The network characteristics were about whether the supply chain was national, international (within‐country facilities but exporting to many countries), or global with facilities in multiple countries. We also asked about the number of countries the organization's internal supply chain spanned (Table 3).
Table 8 shows the specific industry breakdown for each private, public, and not‐for‐profit distribution. As shown, the respondents were from a variety of sectors and industries.
Industry breakdown of 405 survey respondents
Analysis
We analyzed the data at the individual level to see how the individual responses compared across different technologies for someone who responded to two technologies, and at the group level to understand how supply chain managers perceive the three technologies.
Individual‐level analysis
Here the unit of analysis is the individual respondent. Each respondent yielded three binary vectors for each of the technologies on which they elected to respond. The three vectors corresponded to goals, affordances, and constraints, with selected items indicated by 1 and the remaining by 0. For a respondent who selected two technologies, we compared the corresponding vectors—goals for one technology to goals for the other, and likewise for affordances and constraints. The measure we chose for comparison is Pearson's phi coefficient, also called the mean square contingency coefficient, denoted by ϕ. The phi coefficient is interpreted just like Pearson correlation with the match value between two binary vectors ranging from −1 to +1. We took the average value across all respondents who selected these two technologies for any pair of technologies.
Pool‐level analysis
The bulk of our analysis treated the entire pool of respondents as the unit of analysis. We counted for each item the “votes” it received from the respondents, whether or not a respondent selected an item pertinent to their organization. In this way we ranked affordances, goals, and constraints by the respondents for each technology, enabling us to produce a ranked list of affordances, goals, and constraints.

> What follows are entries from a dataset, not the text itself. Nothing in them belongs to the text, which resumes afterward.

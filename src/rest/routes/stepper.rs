//! Stepper endpoint.

use axum::{extract::State, Json};

use crate::flow::CaseContext;
use crate::rest::dto::{ResolveRequest, ResolveResponse};
use crate::rest::state::ApiState;

/// Resolve previous/next navigation for a location
#[utoipa::path(
    post,
    path = "/api/v1/stepper/resolve",
    tag = "Stepper",
    request_body = ResolveRequest,
    responses(
        (status = 200, description = "Step position; index is null when no form matches", body = ResolveResponse)
    )
)]
pub async fn resolve(
    State(state): State<ApiState>,
    Json(request): Json<ResolveRequest>,
) -> Json<ResolveResponse> {
    let stepper = state.flow.stepper();
    let position = stepper.locate(&request.location);

    Json(ResolveResponse {
        progress: stepper.format_progress(&position),
        percentage_complete: stepper.percentage_complete(&position),
        context: CaseContext::from_query(&position.search),
        position,
    })
}

#[cfg(test)]
mod tests {
    use super::*;

    #[tokio::test]
    async fn test_resolve_first_form() {
        let state = ApiState::in_memory();
        let resp = resolve(
            State(state),
            Json(ResolveRequest {
                location: "/employee/project/p1/dashboard/screening/demographic-details?case=c-1"
                    .to_string(),
            }),
        )
        .await;

        assert_eq!(resp.position.index, Some(0));
        assert!(!resp.position.has_previous);
        assert_eq!(
            resp.position.next_path.as_deref(),
            Some("/employee/project/p1/dashboard/screening/medical-history?case=c-1")
        );
        assert_eq!(resp.percentage_complete, 0);
        assert_eq!(resp.context.case_id.as_deref(), Some("c-1"));
        assert!(resp.progress.starts_with("[screening/demographic-details] > "));
    }

    #[tokio::test]
    async fn test_resolve_unknown_location() {
        let state = ApiState::in_memory();
        let resp = resolve(
            State(state),
            Json(ResolveRequest {
                location: "/employee/dashboard".to_string(),
            }),
        )
        .await;
        assert_eq!(resp.position.index, None);
        assert!(!resp.position.is_last_form);
        assert!(resp.position.next_path.is_none());
    }
}
//! Health check and status endpoints.

use axum::{extract::State, Json};

use crate::rest::dto::{HealthResponse, StatusResponse};
use crate::rest::state::ApiState;

/// Health check endpoint
#[utoipa::path(
    get,
    path = "/api/v1/health",
    tag = "Health",
    responses(
        (status = 200, description = "Service is healthy", body = HealthResponse)
    )
)]
pub async fn health() -> Json<HealthResponse> {
    Json(HealthResponse {
        status: "ok".to_string(),
        version: env!("CARGO_PKG_VERSION").to_string(),
    })
}

/// Get service status with store counts and configured backends
#[utoipa::path(
    get,
    path = "/api/v1/status",
    tag = "Health",
    responses(
        (status = 200, description = "Service status with store info", body = StatusResponse)
    )
)]
pub async fn status(State(state): State<ApiState>) -> Json<StatusResponse> {
    let store = state.store.lock().await;

    Json(StatusResponse {
        status: "ok".to_string(),
        version: env!("CARGO_PKG_VERSION").to_string(),
        pending_forms: store.pending_forms_count(),
        unsynced_forms: store.unsynced_forms().len(),
        sessions: store.sessions().len(),
        primary_backend: state.queue.primary().name().to_string(),
        primary_configured: state.queue.primary().is_configured(),
        fallback_backend: state
            .queue
            .fallback()
            .filter(|b| b.is_configured())
            .map(|b| b.name().to_string()),
    })
}
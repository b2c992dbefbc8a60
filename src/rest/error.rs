//! API error types and responses.

use axum::{
    http::StatusCode,
    response::{IntoResponse, Response},
    Json,
};
use serde::{Deserialize, Serialize};
use utoipa::ToSchema;

use crate::api::ApiError as RemoteError;
use crate::flow::FlowError;
use crate::store::StoreError;
use crate::submission::SubmissionError;

/// API error types
#[derive(Debug)]
pub enum ApiError {
    /// Resource not found
    NotFound(String),
    /// Missing case, volunteer or study identifiers
    ValidationError(String),
    /// Internal server error
    InternalError(String),
    /// Bad request
    BadRequest(String),
    /// A remote backend failed or refused the call
    BadGateway(String),
}

/// Error response body
#[derive(Serialize, Deserialize, ToSchema)]
pub struct ErrorResponse {
    pub error: String,
    pub message: String,
}

impl IntoResponse for ApiError {
    fn into_response(self) -> Response {
        let (status, error, message) = match self {
            ApiError::NotFound(msg) => (StatusCode::NOT_FOUND, "not_found", msg),
            ApiError::ValidationError(msg) => (StatusCode::BAD_REQUEST, "validation_error", msg),
            ApiError::InternalError(msg) => {
                (StatusCode::INTERNAL_SERVER_ERROR, "internal_error", msg)
            }
            ApiError::BadRequest(msg) => (StatusCode::BAD_REQUEST, "bad_request", msg),
            ApiError::BadGateway(msg) => (StatusCode::BAD_GATEWAY, "backend_error", msg),
        };

        if status.is_server_error() {
            tracing::error!(error, message = %message, "Request failed");
        }

        (
            status,
            Json(ErrorResponse {
                error: error.to_string(),
                message,
            }),
        )
            .into_response()
    }
}

impl From<StoreError> for ApiError {
    fn from(err: StoreError) -> Self {
        match err {
            StoreError::PendingFormNotFound(_) | StoreError::SessionNotFound(_) => {
                ApiError::NotFound(err.to_string())
            }
            StoreError::StepOutOfRange { .. } | StoreError::FormNotInSequence { .. } => {
                ApiError::BadRequest(err.to_string())
            }
            StoreError::Io { .. } | StoreError::Serialize(_) => {
                ApiError::InternalError(err.to_string())
            }
        }
    }
}

impl From<FlowError> for ApiError {
    fn from(err: FlowError) -> Self {
        match err {
            FlowError::Missing(_) => ApiError::ValidationError(err.to_string()),
            FlowError::UnknownForm(_) => ApiError::BadRequest(err.to_string()),
            FlowError::Store(e) => e.into(),
        }
    }
}

impl From<SubmissionError> for ApiError {
    fn from(err: SubmissionError) -> Self {
        match err {
            SubmissionError::Validation(e) => e.into(),
            SubmissionError::Store(e) => e.into(),
            SubmissionError::NothingCompleted(_) => ApiError::BadRequest(err.to_string()),
            SubmissionError::Remote(e) => e.into(),
        }
    }
}

impl From<RemoteError> for ApiError {
    fn from(err: RemoteError) -> Self {
        match err {
            RemoteError::Rejected { .. } => ApiError::BadRequest(err.to_string()),
            RemoteError::NotConfigured { .. } => ApiError::InternalError(err.to_string()),
            _ => ApiError::BadGateway(err.to_string()),
        }
    }
}

impl From<anyhow::Error> for ApiError {
    fn from(err: anyhow::Error) -> Self {
        ApiError::InternalError(err.to_string())
    }
}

This poll yielded a prioritized list of the organizational goal, affordance, and constraint items for each of the three technologies—blockchain, IoT, and AI—in order of the number of respondents who noted the item as relevant for their organizations. Of course, the three technologies differ substantially in their characteristics and have different uses in the supply chain, causing us to expect different prioritization of affordances, goals, and constraints for each technology. Another difference is the way in which the organization or network characteristics interact with the technologies: Separate pools of respondents representing a different organization or network characteristics may rank affordances, goals, and constraints differently for the respective technologies.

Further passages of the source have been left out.